St Michael and All Angels is the Church of England parish church of Barton Turf in the county of Norfolk in England. See Inside here. It stands about a kilometre south-west of the village in the midst of a plantation of trees. Particularly notable for its surviving paintings, the church is listed with Grade I.

== Architecture and Decor ==
The building was at first constructed in rather an undistinguished Perpendicular style, possessing a tower at the west end of the church. The church is best known for the twelve panels of its late-Gothic rood screen, rivalled in quality only by the rood screen of St. Helen's Church in Ranworth. The twelve panels, probably from between 1440 and 1450, appear to have been influenced by Flemish work, and depict St. Apollonia, St. Zita, St. Barbara, and the nine choirs of angels. (The representations of the Dominions and the Seraphim were defaced during the English Civil War, most likely due to their inclusion of “papistical” symbols such as the tiara and a censer). In the South Nave there are more recent (ca. 1490) representations of King Henry VI, St. Edmund, St. Edward the Confessor, and St. Olaf.

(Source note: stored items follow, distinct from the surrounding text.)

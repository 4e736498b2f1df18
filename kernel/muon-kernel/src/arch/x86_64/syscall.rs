//! SYSCALL/SYSRET setup and the ring-0 entry stub.
//!
//! `syscall` loads CS/SS from `STAR[47:32]` and stashes the return RIP
//! in RCX and RFLAGS in R11; `sysret` reverses the trip using
//! `STAR[63:48] + 16` for CS and `+ 8` for SS. With the GDT laid out as
//! kernel code 0x08, kernel data 0x10, user data 0x18, user code 0x20,
//! the one value that satisfies both directions is
//! `STAR = (0x10 << 48) | (0x08 << 32)`.

use super::gdt;
use super::registers::{EFER_SCE, IA32_EFER, MSR_LSTAR, MSR_SFMASK, MSR_STAR};

/// RFLAGS bits cleared on entry: TF (0x100) + IF (0x200) + DF (0x400).
const SFMASK_VALUE: u64 = 0x700;

/// Caller stack pointer, parked here by the entry stub.
///
/// Single CPU, interrupts masked on entry, no nested syscalls — one
/// slot is enough.
#[unsafe(no_mangle)]
static mut SYSCALL_USER_RSP: u64 = 0;

/// Ring-0 stack the stub switches to. Set once at init.
#[unsafe(no_mangle)]
static mut SYSCALL_KERNEL_RSP: u64 = 0;

/// Programs EFER, STAR, LSTAR, and SFMASK.
///
/// # Safety
///
/// The GDT must be live with the selector layout documented above.
/// Must be called exactly once.
pub unsafe fn init() {
    // SAFETY: Writing these MSRs with a live GDT enables the fast-call
    // path; the stub below upholds the entry contract.
    unsafe {
        SYSCALL_KERNEL_RSP = gdt::kernel_stack_top();

        let efer = IA32_EFER.read();
        IA32_EFER.write(efer | EFER_SCE);

        let star = (u64::from(gdt::selectors::KERNEL_DATA) << 48)
            | (u64::from(gdt::selectors::KERNEL_CODE) << 32);
        MSR_STAR.write(star);
        MSR_LSTAR.write(syscall_entry as usize as u64);
        MSR_SFMASK.write(SFMASK_VALUE);
    }

    crate::kdebug!("syscall: fast-call path enabled");
}

unsafe extern "C" {
    /// The C-level dispatcher in `crate::syscall`.
    fn syscall_dispatch(nr: usize, a0: usize, a1: usize, a2: usize, a3: usize, a4: usize)
    -> isize;
}

/// The LSTAR target.
///
/// On entry: RAX = number, RDI/RSI/RDX/R10/R8 = arguments, RCX = return
/// RIP, R11 = return RFLAGS, RSP = the *user* stack. The stub parks the
/// user RSP, switches to the ring-0 stack, preserves what `sysret`
/// needs plus the callee-saved registers, and remaps the arguments to
/// the SysV order for [`syscall_dispatch`].
///
/// The exit syscall never returns through the tail of this stub: its
/// handler restores the kernel context directly and the shell resumes.
#[unsafe(naked)]
unsafe extern "C" fn syscall_entry() {
    core::arch::naked_asm!(
        // Swap stacks through the parking slots.
        "mov [rip + SYSCALL_USER_RSP], rsp",
        "mov rsp, [rip + SYSCALL_KERNEL_RSP]",

        // Return state + callee-saved registers.
        "push rcx",
        "push r11",
        "push rbp",
        "push rbx",
        "push r12",
        "push r13",
        "push r14",
        "push r15",

        // Remap to SysV: nr, a0..a4. RDX must be saved before it is
        // overwritten, hence the ordering.
        "mov rcx, rdx",
        "mov rdx, rsi",
        "mov rsi, rdi",
        "mov rdi, rax",
        "mov r9, r8",
        "mov r8, r10",

        "call {dispatch}",

        // Result is in RAX; restore and drop back to ring 3.
        "pop r15",
        "pop r14",
        "pop r13",
        "pop r12",
        "pop rbx",
        "pop rbp",
        "pop r11",
        "pop rcx",

        "mov rsp, [rip + SYSCALL_USER_RSP]",
        "sysretq",

        dispatch = sym syscall_dispatch,
    );
}
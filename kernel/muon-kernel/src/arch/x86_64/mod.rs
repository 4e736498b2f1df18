//! x86_64 CPU bring-up and primitives.

pub mod gdt;
pub mod idt;
pub mod instructions;
pub mod interrupts;
pub mod registers;
pub mod syscall;
pub mod userspace;

use instructions::Port;

/// Initializes CPU tables and masks legacy interrupt sources.
///
/// After this call the GDT, TSS, and IDT are live and both 8259 PICs are
/// fully masked — the kernel polls its devices, so no hardware IRQ may
/// ever reach a vector we have not installed.
pub fn cpu_init() {
    // SAFETY: Called once during early boot, before interrupts are enabled.
    unsafe {
        gdt::init();
        idt::init();
        mask_legacy_pics();
    }
}

/// Masks every line of the primary and secondary 8259 PIC.
///
/// # Safety
///
/// Must run before `sti`; assumes PC-compatible PICs at 0x20/0xA0.
unsafe fn mask_legacy_pics() {
    const PIC1_DATA: u16 = 0x21;
    const PIC2_DATA: u16 = 0xA1;
    // SAFETY: Writing 0xFF to the PIC data ports masks all IRQ lines.
    unsafe {
        Port::<u8>::new(PIC1_DATA).write(0xFF);
        Port::<u8>::new(PIC2_DATA).write(0xFF);
    }
}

The church holds a pipe organ built in 1835 by T.C. Bates. The single-manual instrument has 5 registers (C-g^{3}: Open Diapason 8', Clarabella 8', Stopt Diapason Bass 8', Principal 4', Flute 4').

== Bibliography ==
- Simon Jenkins: England’s Thousand Best Churches. Allen Lane – The Penguin Press, 1999, S. 444, ISBN 0-713-99281-6.
- Peter Sager: Ostengland. DuMont Kunst-Reiseführer, Köln 1990: DuMont Buchverlag, S. 412 mit Farbabb., ISBN 3-7701-1713-1.